The majority of contributors to Uncertain Futures are not economists, bringing to bear perspectives from sociology, anthropology, STS, psychology. The economists who contribute are known for their creative thinking – Andrew Haldane is one, with a chapter on agent based modeling at the Bank of England. I fear this means the book won’t get a wide readership among economists. This is a pity. Although the chapters are a mixed bag, I found the section on the role of imagination versus techniques such as net present value appraisals in innovation very interesting, for instance. Innovators and entrepreneurs are hardly homo economicus examplars.
There are signs of interest among more mainstream economists in this territory of ideas. In economic history one can think of the varying perspectives of McCloskey and Joel Mokyr. Narrative economics is becoming a thing, advocated by Robert Shiller and by George Akerlof and Dennis Snower, and there is Akerlof and Rachel Kranton‘s work on identity economics, and Morton and Schapiro’s recent plea to let the humanities inform economics, Cents and Sensibility. I would add also Kaushik Basu’s recent fabulous book The Republic of Beliefs. The eminent Paul Collier has described this emerging body of work as Behavioural Economics 2.0. Where version 1.0 explored fixed behavioural patterns, the frontier now is the social and personal dynamics of collective economic choices.
For Beckert and Bronk, the focus is on the future.
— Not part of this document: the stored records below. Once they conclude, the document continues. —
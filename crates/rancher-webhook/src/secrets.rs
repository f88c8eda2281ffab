//! Watches the secrets in the webhook namespace and routes their changes.
//!
//! Changes of the serving certificate secret are loaded into the [`CertificateResolver`].
//! Changes of the CA secret replace the latest event seen by the webhook configuration
//! reconciler, everything else is ignored. Routing never waits on the reconciler.
use std::sync::Arc;

use futures_util::StreamExt;
use k8s_openapi::api::core::v1::Secret;
use kube::{
    Api, Client, ResourceExt,
    runtime::{WatchStreamExt, watcher},
};
use tokio::sync::watch;

use crate::{
    constants::{CA_SECRET_NAME, SERVING_SECRET_NAME},
    reconciler::SecretEvent,
    tls::CertificateResolver,
};

#[derive(Debug)]
pub struct SecretRouter {
    cert_resolver: Arc<CertificateResolver>,
    events_tx: watch::Sender<Option<SecretEvent>>,
    namespace: String,
}

impl SecretRouter {
    pub fn new(
        cert_resolver: Arc<CertificateResolver>,
        events_tx: watch::Sender<Option<SecretEvent>>,
        namespace: String,
    ) -> Self {
        Self {
            cert_resolver,
            events_tx,
            namespace,
        }
    }

    /// Watches the secrets in the webhook namespace until the process shuts down. Watch errors
    /// are retried with a backoff.
    pub async fn watch(self, client: Client) {
        let api: Api<Secret> = Api::namespaced(client, &self.namespace);
        let mut events = watcher(api, watcher::Config::default())
            .default_backoff()
            .boxed();

        tracing::info!(k8s.namespace = %self.namespace, "watching secrets");

        while let Some(event) = events.next().await {
            match event {
                Ok(event) => self.route(event),
                Err(err) => {
                    tracing::warn!(
                        error = &err as &dyn std::error::Error,
                        "failed to watch secrets"
                    );
                }
            }
        }
    }

    /// Routes a single watch event.
    pub fn route(&self, event: watcher::Event<Secret>) {
        match event {
            watcher::Event::Apply(secret) | watcher::Event::InitApply(secret) => {
                if secret.name_any() == SERVING_SECRET_NAME {
                    if let Err(err) = self.cert_resolver.load_from_secret(&secret) {
                        tracing::error!(
                            error = &err as &dyn std::error::Error,
                            "failed to load serving certificate, keeping the current one"
                        );
                    }
                    return;
                }

                if self.is_ca_secret(&secret) {
                    self.forward(SecretEvent::Applied(secret));
                }
            }
            watcher::Event::Delete(secret) => {
                if secret.name_any() == SERVING_SECRET_NAME {
                    tracing::warn!("serving certificate secret was deleted, keeping the current one");
                    return;
                }

                if self.is_ca_secret(&secret) {
                    self.forward(SecretEvent::Deleted(secret));
                }
            }
            watcher::Event::Init | watcher::Event::InitDone => {}
        }
    }

    fn is_ca_secret(&self, secret: &Secret) -> bool {
        secret.metadata.name.as_deref() == Some(CA_SECRET_NAME)
            && secret.metadata.namespace.as_deref() == Some(self.namespace.as_str())
    }

    fn forward(&self, event: SecretEvent) {
        // Replaces an event the reconciler hasn't picked up yet.
        self.events_tx.send_replace(Some(event));
        if self.events_tx.is_closed() {
            tracing::trace!("webhook configuration reconciler is not running, dropping event");
        }
    }
}
//! Diagnoses slow admission decisions.
//!
//! Decisions are never failed for being slow, they are only logged with the requesting user.
use std::time::Duration;

use tokio::time::Instant;

/// Logs a warning when dropped later than `threshold` after its creation.
///
/// The guard is created right before a handler is invoked, so dropping it covers every way
/// the admission can end, including a timeout.
#[derive(Debug)]
pub struct SlowTrace {
    handler: &'static str,
    user: String,
    threshold: Duration,
    started: Instant,
}

impl SlowTrace {
    pub fn start(handler: &'static str, user: impl Into<String>, threshold: Duration) -> Self {
        Self {
            handler,
            user: user.into(),
            threshold,
            started: Instant::now(),
        }
    }

    pub fn elapsed(&self) -> Duration {
        self.started.elapsed()
    }

    pub fn is_slow(&self) -> bool {
        self.elapsed() > self.threshold
    }
}

impl Drop for SlowTrace {
    fn drop(&mut self) {
        if self.is_slow() {
            tracing::warn!(
                handler = self.handler,
                user.name = %self.user,
                elapsed = ?self.elapsed(),
                threshold = ?self.threshold,
                "slow admission decision"
            );
        }
    }
}

#[cfg(test)]
mod tests {
    use super::*;

    #[tokio::test(start_paused = true)]
    async fn slow_after_threshold() {
        let trace = SlowTrace::start("namespaces", "alice", Duration::from_secs(2));
        assert!(!trace.is_slow());

        tokio::time::advance(Duration::from_secs(2)).await;
        assert!(!trace.is_slow());

        tokio::time::advance(Duration::from_millis(1)).await;
        assert!(trace.is_slow());
    }
}
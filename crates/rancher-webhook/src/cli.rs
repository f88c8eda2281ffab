//! This module contains the command line interface of the webhook using the `clap` crate.
//!
//! Every argument can also be provided as an environment variable, which is the usual way to
//! configure the webhook when running on Kubernetes.
use std::{net::IpAddr, time::Duration};

use clap::{Args, Parser};

use crate::{
    constants::{DEFAULT_LISTEN_ADDRESS, MINIMUM_SETTLE_DELAY},
    options::WebhookOptions,
    telemetry::TelemetryOptions,
};

#[derive(Debug, PartialEq, Eq, Parser)]
#[command(
    name = "rancher-webhook",
    author,
    version,
    about = "Admission webhook for Rancher managed resources"
)]
pub struct Cli {
    #[command(flatten)]
    pub run: RunArguments,

    // IMPORTANT: All (flattened) sub structs should be placed at the end to ensure the help
    // headings are correct.
    #[command(flatten)]
    pub telemetry: TelemetryOptions,
}

#[derive(Debug, PartialEq, Eq, Args)]
pub struct RunArguments {
    /// The IP address the HTTPS listener binds to.
    #[arg(long, env, default_value_t = DEFAULT_LISTEN_ADDRESS)]
    pub bind_address: IpAddr,

    /// The port the HTTPS listener binds to.
    #[arg(long, env, default_value_t = crate::constants::DEFAULT_HTTPS_PORT)]
    pub https_port: u16,

    /// Enables the handlers and webhook rules only required with multi-cluster management.
    #[arg(long, env)]
    pub multi_cluster_management: bool,

    /// How long to wait after a new CA bundle has been observed before the webhook
    /// configurations are applied. Must be at least 5 seconds.
    #[arg(long, env, default_value = "15s", value_parser = parse_settle_delay)]
    pub settle_delay: Duration,

    /// Admission decisions taking longer than this are logged.
    #[arg(long, env, default_value = "2s", value_parser = parse_duration)]
    pub slow_admission_threshold: Duration,

    /// The deadline of an admission call when the API server doesn't send one.
    #[arg(long, env, default_value = "10s", value_parser = parse_duration)]
    pub default_admission_timeout: Duration,

    /// The lifetime in days of the self-signed serving certificate.
    ///
    /// This is the lifetime the certificate issuer is expected to use, a warning is logged if
    /// the loaded serving certificate is valid for a shorter period.
    #[arg(
        long,
        env = "CATTLE_NEW_SIGNED_CERT_EXPIRATION_DAYS",
        default_value_t = crate::constants::DEFAULT_CERTIFICATE_EXPIRATION_DAYS
    )]
    pub certificate_expiration_days: u32,

    /// Don't maintain the ValidatingWebhookConfiguration and MutatingWebhookConfiguration.
    ///
    /// WARNING: If you disable the maintenance you are responsible for keeping the CA bundle
    /// of the webhook configurations up to date.
    #[arg(long, env)]
    pub disable_webhook_configuration_maintenance: bool,

    // IMPORTANT: All (flattened) sub structs should be placed at the end to ensure the help
    // headings are correct.
    #[command(flatten)]
    pub environment: EnvironmentOptions,
}

#[derive(Debug, PartialEq, Eq, Args)]
#[command(next_help_heading = "Environment Options")]
pub struct EnvironmentOptions {
    /// The namespace the webhook is running in, usually `cattle-system`.
    ///
    /// Note that when running the webhook on Kubernetes we recommend to use the
    /// [downward API](https://kubernetes.io/docs/concepts/workloads/pods/downward-api/)
    /// to let Kubernetes project the namespace as the `NAMESPACE` env variable.
    #[arg(long, env, default_value = crate::constants::DEFAULT_NAMESPACE)]
    pub namespace: String,

    /// The name of the service the webhook is reachable at.
    #[arg(long, env, default_value = crate::constants::DEFAULT_SERVICE_NAME)]
    pub service_name: String,
}

impl From<RunArguments> for WebhookOptions {
    fn from(run: RunArguments) -> Self {
        Self::builder()
            .bind_address(run.bind_address, run.https_port)
            .namespace(run.environment.namespace)
            .service_name(run.environment.service_name)
            .multi_cluster_management(run.multi_cluster_management)
            .settle_delay(run.settle_delay)
            .slow_admission_threshold(run.slow_admission_threshold)
            .admission_timeout(run.default_admission_timeout)
            .certificate_expiration_days(run.certificate_expiration_days)
            .disable_webhook_configuration_maintenance(
                run.disable_webhook_configuration_maintenance,
            )
            .build()
    }
}

fn parse_duration(input: &str) -> Result<Duration, humantime::DurationError> {
    humantime::parse_duration(input)
}

fn parse_settle_delay(input: &str) -> Result<Duration, String> {
    let delay = parse_duration(input).map_err(|err| err.to_string())?;

    if delay < MINIMUM_SETTLE_DELAY {
        return Err(format!(
            "settle delay must be at least {}",
            humantime::format_duration(MINIMUM_SETTLE_DELAY)
        ));
    }

    Ok(delay)
}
In their introduction to the book they are interested in the future orientation of capitalism and how the relentless search for innovations, for new markets, requires an act of imagination. This may be based on evidence and reasoning, but – given the unavoidable uncertainty about the future – requires a mental leap simply not addressed in everyday macroeconomics and finance. “If the expectaions of those operating in innovative markets cannot be based on the rational calculation of probabilities based on past data, how do they form the expectations and beliefs on which their consequential decisions depend? And if we live in a world of radical uncertainty and hence are unable to gravitate to a uniquely rational set of expectations, how do we co-ordinate our actions with one another?”
One means of co-ordination, ironically, is the use of techniques such as NPV or CBA calculations, even though they are presented as ‘objective’. Another means, which some political leaders know instinctively, is the narrative – the moonshot, the glory of the nation or the city. And being future-oriented is fundamental to growth – there’s a very nice, lesser known Paul Krugman paper on the need for expectations about the future to weigh more heavily than habits from the past to deliver growth outcomes.
Anyway, I commend this perspective to economists. This is exciting intellectual territory and seems to me rather important at a time when uncertainty about the future seems more uncertain than ever.